Latest white phosphorus tale is Israel’s 4th

Israel has announced that it has reprimanded two senior army officers for their role in an attack on a UN facility during last year’s Gaza offensive. Large amounts of fuel were stored in both underground and above-ground tankers at the facility, and 600-700 civilians were taking shelter there, so the risk of catastrophic civilian casualties was enormous; remarkably, there were no deaths and only three injured. However, a warehouse full of hundreds of tons of food and medicine was destroyed by fire, with untold effects on a desperate population.

Israel’s latest position, that two officers are to blame for "exceeding their authority," is just the newest entry in a series of shifting official explanations for the incident. Immediately after the attack, Israel struggled to get its story straight. Defense Minister Ehud Barak told Ban Ki-moon the attack was a "grave error." Other Israeli officials, including then-Prime Minister Ehud Olmert, disagreed and justified the attack as a legitimate return of fire on Hamas militants operating from the vicinity of the compound. Three months later, in April, 2009, the Israeli military came up with a third version inconsistent with the first two: "The smoke projectiles [white phosphorus] were fired at an area a considerable distance from the UNRWA headquarters, and were not intended to cause damage to either person or property. However, it appears that fragments of the smoke projectiles did hit a warehouse located in the headquarters, causing it to catch fire."

So before this latest announcement, the attack on the UN facility was either a grave error (Barak), direct fire aimed at terrorists (Olmert), or a legitimate use of white phosphorus, not for attack but for concealment, that accidentally ignited the warehouse. Take your pick. Now, we are treated to yet a fourth claim, that two officers are to blame for ordering the attack without authority.

Israel’s pathetic efforts to find the "right" explanation sharply contrast with the Goldstone Report’s sober and thorough discussion of the same incident (pars. 543-595). The Mission members examined the physical and documentary evidence and found that at least three high explosive missiles and seven white phosphorous canisters hit the facility over a three-hour period. During that time, local UN officials repeatedly begged the Israeli military to stop, but to no avail (pars. 579-584). The Report reviewed and rejected Israel’s public defenses of its conduct, and concluded with typical restraint: "The question then becomes how specialists expertly trained in the complex issue of artillery deployment and aware of the presence of an extremely sensitive site can strike that site ten times while apparently trying to avoid it" (par. 578).
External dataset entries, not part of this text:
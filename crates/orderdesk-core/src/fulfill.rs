use crate::error::Result;
use crate::order::{self, Order};
use crate::prompt::{self, Prompter, Selection};
use crate::store::OrderStore;
use std::fmt;
use std::io::{BufRead, Write};

#[derive(Debug, Clone, PartialEq, Eq)]
pub enum FulfillOutcome {
    NothingPending,
    Cancelled,
    Fulfilled(Order),
}

impl FulfillOutcome {
    pub fn order(&self) -> Option<&Order> {
        match self {
            FulfillOutcome::Fulfilled(order) => Some(order),
            _ => None,
        }
    }
}

impl fmt::Display for FulfillOutcome {
    fn fmt(&self, f: &mut fmt::Formatter<'_>) -> fmt::Result {
        match self {
            FulfillOutcome::NothingPending => f.write_str("No pending orders"),
            FulfillOutcome::Cancelled => f.write_str("Fulfillment cancelled"),
            FulfillOutcome::Fulfilled(order) => {
                write!(f, "Order {} fulfilled", order.order_id)
            }
        }
    }
}

/// Let the operator pick a pending order and move it to `completed`.
///
/// Nothing is written on cancel. If the append to `completed` fails the
/// order goes back to its old position before the error is returned.
pub fn fulfill<R, W, S>(
    p: &mut Prompter<R, W>,
    pending: &mut Vec<Order>,
    completed: &S,
) -> Result<FulfillOutcome>
where
    R: BufRead,
    W: Write,
    S: OrderStore + ?Sized,
{
    if pending.is_empty() {
        return Ok(FulfillOutcome::NothingPending);
    }

    p.say("")?;
    p.say("======== Pending Orders ========")?;
    for (idx, order) in pending.iter().enumerate() {
        p.say(&format!(
            "{}. Order ID: {} - Customer: {}",
            idx + 1,
            order.order_id,
            order.customer
        ))?;
    }
    p.say("================================")?;

    let len = pending.len();
    let selection = p.ask_until(
        "Select an order to fulfill (number, Enter to cancel): ",
        |answer| prompt::parse_selection(answer, len),
    )?;
    let Selection::Position(position) = selection else {
        return Ok(FulfillOutcome::Cancelled);
    };

    let order = order::take_at(pending, position)?;
    if let Err(e) = completed.append(order.clone()) {
        tracing::warn!(order_id = %order.order_id, error = %e, "append to completed store failed, restoring");
        pending.insert(position - 1, order);
        return Err(e);
    }
    tracing::info!(order_id = %order.order_id, "order fulfilled");
    Ok(FulfillOutcome::Fulfilled(order))
}
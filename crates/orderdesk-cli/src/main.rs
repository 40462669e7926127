mod cmd;
mod output;
mod root;

use clap::error::ErrorKind;
use clap::{CommandFactory, Parser, Subcommand};
use std::path::PathBuf;

#[derive(Parser)]
#[command(
    name = "orderdesk",
    about = "Take orders, print reports, and mark orders as fulfilled",
    version,
    propagate_version = true
)]
struct Cli {
    /// Directory holding the order files (default: nearest orderdesk.yaml, else cwd)
    #[arg(long, global = true, env = "ORDERDESK_ROOT")]
    root: Option<PathBuf>,

    /// Output as JSON (`list` and `report` only)
    #[arg(long, global = true, short = 'j')]
    json: bool,

    /// Omit to start the interactive menu
    #[command(subcommand)]
    command: Option<Commands>,
}

#[derive(Subcommand)]
enum Commands {
    /// List orders with their totals
    List {
        /// Show fulfilled orders instead of pending ones
        #[arg(long)]
        completed: bool,
    },

    /// Print the full order report
    Report {
        /// Show fulfilled orders instead of pending ones
        #[arg(long)]
        completed: bool,
    },
}

fn main() {
    let cli = Cli::parse();
    if cli.json && cli.command.is_none() {
        Cli::command()
            .error(
                ErrorKind::ArgumentConflict,
                "--json only applies to `list` and `report`",
            )
            .exit();
    }

    tracing_subscriber::fmt()
        .with_env_filter(
            tracing_subscriber::EnvFilter::from_default_env()
                .add_directive(tracing::Level::WARN.into()),
        )
        .with_writer(std::io::stderr)
        .with_target(false)
        .init();

    let root = root::resolve_root(cli.root.as_deref());

    let result = match cli.command {
        None => cmd::session::run(&root),
        Some(Commands::List { completed }) => cmd::list::run(&root, completed, cli.json),
        Some(Commands::Report { completed }) => cmd::report::run(&root, completed, cli.json),
    };

    if let Err(e) = result {
        eprintln!("error: {e:#}");
        std::process::exit(1);
    }
}
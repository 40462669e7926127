//! Line-oriented operator input.
//!
//! Parsing is kept in plain functions over `&str` so validation can be tested
//! without a terminal; [`Prompter`] only adds the read/re-ask loop.

use crate::error::{OrderError, Result};
use std::fmt;
use std::io::{BufRead, Write};
use unicode_normalization::UnicodeNormalization;

/// Prefix for every operator-facing notice.
pub const NOTICE_PREFIX: &str = "=>";

// ---------------------------------------------------------------------------
// InputError
// ---------------------------------------------------------------------------

/// Rejected operator input. The prompt that produced it is asked again.
#[derive(Debug, Clone, Copy, PartialEq, Eq)]
pub enum InputError {
    NotAnInteger,
    TooLarge,
    NegativePrice,
    NonPositiveQuantity,
    NotANumber,
    OutOfRange,
    InvalidMenuChoice,
}

impl fmt::Display for InputError {
    fn fmt(&self, f: &mut fmt::Formatter<'_>) -> fmt::Result {
        let s = match self {
            InputError::NotAnInteger => {
                "Error: price and quantity must be whole numbers, please try again"
            }
            InputError::TooLarge => "Error: number is too large, please try again",
            InputError::NegativePrice => "Error: price cannot be negative, please try again",
            InputError::NonPositiveQuantity => {
                "Error: quantity must be a positive whole number, please try again"
            }
            InputError::NotANumber => "Error: please enter a valid number",
            InputError::OutOfRange => "Error: number out of range",
            InputError::InvalidMenuChoice => "Please enter a valid option (1-4)",
        };
        f.write_str(s)
    }
}

impl std::error::Error for InputError {}

// ---------------------------------------------------------------------------
// Parsers
// ---------------------------------------------------------------------------

/// NFKC-fold an answer so full-width digits from CJK input methods read as ASCII.
fn normalize_digits(input: &str) -> String {
    input.trim().nfkc().collect()
}

fn parse_integer(input: &str) -> std::result::Result<i128, InputError> {
    normalize_digits(input)
        .parse::<i128>()
        .map_err(|_| InputError::NotAnInteger)
}

pub fn parse_price(input: &str) -> std::result::Result<u64, InputError> {
    let n = parse_integer(input)?;
    if n < 0 {
        return Err(InputError::NegativePrice);
    }
    u64::try_from(n).map_err(|_| InputError::TooLarge)
}

pub fn parse_quantity(input: &str) -> std::result::Result<u32, InputError> {
    let n = parse_integer(input)?;
    if n <= 0 {
        return Err(InputError::NonPositiveQuantity);
    }
    u32::try_from(n).map_err(|_| InputError::TooLarge)
}

/// Operator's answer to "which order?".
#[derive(Debug, Clone, Copy, PartialEq, Eq)]
pub enum Selection {
    Cancel,
    /// 1-based position in the listed orders.
    Position(usize),
}

/// Parse a 1-based position among `len` listed entries. Blank input cancels.
pub fn parse_selection(input: &str, len: usize) -> std::result::Result<Selection, InputError> {
    let input = normalize_digits(input);
    if input.is_empty() {
        return Ok(Selection::Cancel);
    }
    if !input.chars().all(|c| c.is_ascii_digit()) {
        return Err(InputError::NotANumber);
    }
    match input.parse::<usize>() {
        Ok(n) if (1..=len).contains(&n) => Ok(Selection::Position(n)),
        _ => Err(InputError::OutOfRange),
    }
}

// ---------------------------------------------------------------------------
// Prompter
// ---------------------------------------------------------------------------

/// Reads trimmed answers from `input`, writes prompts and notices to `output`.
pub struct Prompter<R, W> {
    input: R,
    output: W,
}

impl<R: BufRead, W: Write> Prompter<R, W> {
    pub fn new(input: R, output: W) -> Self {
        Self { input, output }
    }

    /// Print `prompt` and return the next line, trimmed.
    ///
    /// Returns [`OrderError::InputClosed`] at end of input.
    pub fn ask(&mut self, prompt: &str) -> Result<String> {
        write!(self.output, "{prompt}")?;
        self.output.flush()?;
        let mut line = String::new();
        if self.input.read_line(&mut line)? == 0 {
            writeln!(self.output)?;
            return Err(OrderError::InputClosed);
        }
        Ok(line.trim().to_string())
    }

    /// Ask until `parse` accepts the answer, printing each rejection as a notice.
    pub fn ask_until<T, F>(&mut self, prompt: &str, mut parse: F) -> Result<T>
    where
        F: FnMut(&str) -> std::result::Result<T, InputError>,
    {
        loop {
            let answer = self.ask(prompt)?;
            match parse(&answer) {
                Ok(value) => return Ok(value),
                Err(e) => self.notice(&e)?,
            }
        }
    }

    /// Print a `=>`-prefixed line.
    pub fn notice(&mut self, message: &dyn fmt::Display) -> Result<()> {
        writeln!(self.output, "{NOTICE_PREFIX} {message}")?;
        Ok(())
    }

    pub fn say(&mut self, text: &str) -> Result<()> {
        writeln!(self.output, "{text}")?;
        Ok(())
    }

    pub fn into_output(self) -> W {
        self.output
    }
}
What lessons can we draw? The first and most obvious conclusion, one that hardly needed this additional proof, is that Israeli leaders and spokespersons will say whatever they think they can get away with at the moment. If one lie fails to convince or is exposed as false, try another. Perhaps the feature of the Goldstone Report that its detractors find most objectionable is its stubborn refusal to credit the implausible and contradictory pronouncements of Israeli officials. How dare they not believe our lies!

Second, despite Israel’s refusal to cooperate with the Fact-Finding Mission, there is a wealth of public statements made by Israeli officials, both during the Gaza offensive and after, that Goldstone was able to draw upon. Israel’s consistent dishonesty was reasonably relied upon by the Mission to infer that Israel intended the damage it caused, that the immense destruction to civilian lives was deliberate. Third, the outcome of Israel’s latest investigation, undertaken under considerable pressure to make some response to the Goldstone Report, eliminates any question about Israel’s capability of genuinely investigating the conduct of its own military. For a sustained and coordinated attack with dangerous, even illegal munitions directed at a civilian facility with no military value, two army officers have been singled out for the marginal penalty of possibly experiencing diminished chances for promotion in the future. Punishment is intended to deter future misconduct, and it is hard to imagine that this pseudo-disciplinary action will make future, similar actions less likely.